Data to process:
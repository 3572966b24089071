//! Persistence codec for the column-definition list.
//! Document shape: root `nxdcol`, child `columns`, one `column` entry per
//! definition carrying `id`, `name`, `expression` attributes. There is no
//! schema version field; loading is lenient at entry level (entries without a
//! usable id are dropped) and strict at document level (root tag must match).

use quick_xml::events::{BytesDecl, BytesEnd, BytesStart, Event};
use quick_xml::{Reader, Writer};
use std::sync::Arc;
use tracing::debug;
use uuid::Uuid;

use crate::error::{ColumnsError, ColumnsResult};
use crate::model::DynamicColumn;
use crate::settings::SettingsStore;

/// Fixed namespace for both the document root tag and persistence keys.
pub const SETTING_NAMESPACE: &str = "nxdcol";

const COLUMNS_TAG: &str = "columns";
const COLUMN_TAG: &str = "column";

/// Persistence key for a (view, table) pairing. The underlying settings store
/// is already partitioned per user identity, so the key carries only the view
/// and table identifiers under the fixed namespace prefix.
pub fn scope_key(view_id: &str, table_id: &str) -> String {
    format!("{}_{}_{}", SETTING_NAMESPACE, view_id, table_id)
}

/// Serialize an ordered column list into the persisted document text.
pub fn serialize_columns(columns: &[DynamicColumn]) -> ColumnsResult<String> {
    let mut writer = Writer::new(Vec::new());
    writer
        .write_event(Event::Decl(BytesDecl::new("1.0", Some("UTF-8"), None)))
        .map_err(|e| ColumnsError::internal(format!("write column document: {}", e)))?;
    writer
        .write_event(Event::Start(BytesStart::new(SETTING_NAMESPACE)))
        .map_err(|e| ColumnsError::internal(format!("write column document: {}", e)))?;
    writer
        .write_event(Event::Start(BytesStart::new(COLUMNS_TAG)))
        .map_err(|e| ColumnsError::internal(format!("write column document: {}", e)))?;
    for column in columns {
        let id = column.id.to_string();
        let mut entry = BytesStart::new(COLUMN_TAG);
        entry.push_attribute(("id", id.as_str()));
        entry.push_attribute(("name", column.name.as_str()));
        if let Some(expression) = &column.expression {
            entry.push_attribute(("expression", expression.as_str()));
        }
        writer
            .write_event(Event::Empty(entry))
            .map_err(|e| ColumnsError::internal(format!("write column entry: {}", e)))?;
    }
    writer
        .write_event(Event::End(BytesEnd::new(COLUMNS_TAG)))
        .map_err(|e| ColumnsError::internal(format!("write column document: {}", e)))?;
    writer
        .write_event(Event::End(BytesEnd::new(SETTING_NAMESPACE)))
        .map_err(|e| ColumnsError::internal(format!("write column document: {}", e)))?;
    String::from_utf8(writer.into_inner())
        .map_err(|e| ColumnsError::internal(format!("column document is not utf-8: {}", e)))
}

/// Parse a persisted document back into an ordered column list.
///
/// Fails with `InvalidPersistedState` when the root tag is not `nxdcol` or
/// the document is not well-formed; a missing `columns` container yields an
/// empty list; `column` entries without a usable `id` attribute are skipped.
pub fn deserialize_columns(document: &str) -> ColumnsResult<Vec<DynamicColumn>> {
    let mut reader = Reader::from_str(document);
    let mut columns: Vec<DynamicColumn> = Vec::new();
    let mut saw_root = false;
    let mut container_depth = 0usize;

    loop {
        let event = reader
            .read_event()
            .map_err(|e| ColumnsError::invalid_persisted_state(format!("malformed column document: {}", e)))?;
        match event {
            Event::Start(e) => {
                let tag = e.name().as_ref().to_vec();
                if !saw_root {
                    check_root(&tag)?;
                    saw_root = true;
                } else if tag == COLUMNS_TAG.as_bytes() {
                    container_depth += 1;
                } else if container_depth > 0 && tag == COLUMN_TAG.as_bytes() {
                    if let Some(column) = read_column_entry(&e)? {
                        columns.push(column);
                    }
                }
            }
            Event::Empty(e) => {
                let tag = e.name().as_ref().to_vec();
                if !saw_root {
                    // an empty root element carries no columns; keep scanning to EOF
                    check_root(&tag)?;
                    saw_root = true;
                } else if container_depth > 0 && tag == COLUMN_TAG.as_bytes() {
                    if let Some(column) = read_column_entry(&e)? {
                        columns.push(column);
                    }
                }
            }
            Event::End(e) => {
                if e.name().as_ref() == COLUMNS_TAG.as_bytes() {
                    container_depth = container_depth.saturating_sub(1);
                }
            }
            Event::Eof => break,
            _ => {}
        }
    }

    if !saw_root {
        return Err(ColumnsError::invalid_persisted_state("column document has no root element"));
    }
    Ok(columns)
}

fn check_root(tag: &[u8]) -> ColumnsResult<()> {
    if tag != SETTING_NAMESPACE.as_bytes() {
        return Err(ColumnsError::invalid_persisted_state(format!(
            "unexpected root element '{}' (expected '{}')",
            String::from_utf8_lossy(tag),
            SETTING_NAMESPACE
        )));
    }
    Ok(())
}

// Entry-level leniency: a missing, blank or unparseable id drops the entry,
// not the whole document.
fn read_column_entry(entry: &BytesStart<'_>) -> ColumnsResult<Option<DynamicColumn>> {
    let mut id_text: Option<String> = None;
    let mut name: Option<String> = None;
    let mut expression: Option<String> = None;

    for attr in entry.attributes() {
        let attr = attr
            .map_err(|e| ColumnsError::invalid_persisted_state(format!("malformed column attribute: {}", e)))?;
        let value = attr
            .unescape_value()
            .map_err(|e| ColumnsError::invalid_persisted_state(format!("malformed column attribute: {}", e)))?
            .into_owned();
        match attr.key.as_ref() {
            b"id" => id_text = Some(value),
            b"name" => name = Some(value),
            b"expression" => expression = Some(value),
            _ => {}
        }
    }

    let id_text = match id_text {
        Some(t) if !t.trim().is_empty() => t,
        _ => {
            debug!("[codec] skipping column entry without id");
            return Ok(None);
        }
    };
    let id = match Uuid::parse_str(id_text.trim()) {
        Ok(id) => id,
        Err(e) => {
            debug!("[codec] skipping column entry with unparseable id '{}': {}", id_text, e);
            return Ok(None);
        }
    };

    Ok(Some(DynamicColumn {
        id,
        name: name.unwrap_or_default(),
        expression,
    }))
}

/// Serializes/deserializes the ordered column list to/from the persisted
/// settings blob keyed by a scope key.
pub struct ColumnConfigStore {
    settings: Arc<dyn SettingsStore>,
}

impl ColumnConfigStore {
    pub fn new(settings: Arc<dyn SettingsStore>) -> Self {
        Self { settings }
    }

    pub fn save(&self, scope_key: &str, columns: &[DynamicColumn]) -> ColumnsResult<()> {
        let document = serialize_columns(columns)?;
        self.settings.save_setting(scope_key, &document);
        Ok(())
    }

    /// Load the column list for a scope key. An absent or blank blob is an
    /// empty list, not an error.
    pub fn load(&self, scope_key: &str) -> ColumnsResult<Vec<DynamicColumn>> {
        let blob = match self.settings.load_setting(scope_key) {
            Some(blob) => blob,
            None => return Ok(Vec::new()),
        };
        if blob.trim().is_empty() {
            return Ok(Vec::new());
        }
        deserialize_columns(&blob)
    }
}

#[cfg(test)]
#[path = "codec_tests.rs"]
mod codec_tests;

Problem: Every line above that holds the string "without" counts once. State how many such lines there are, as a number alone.

Answer section: 3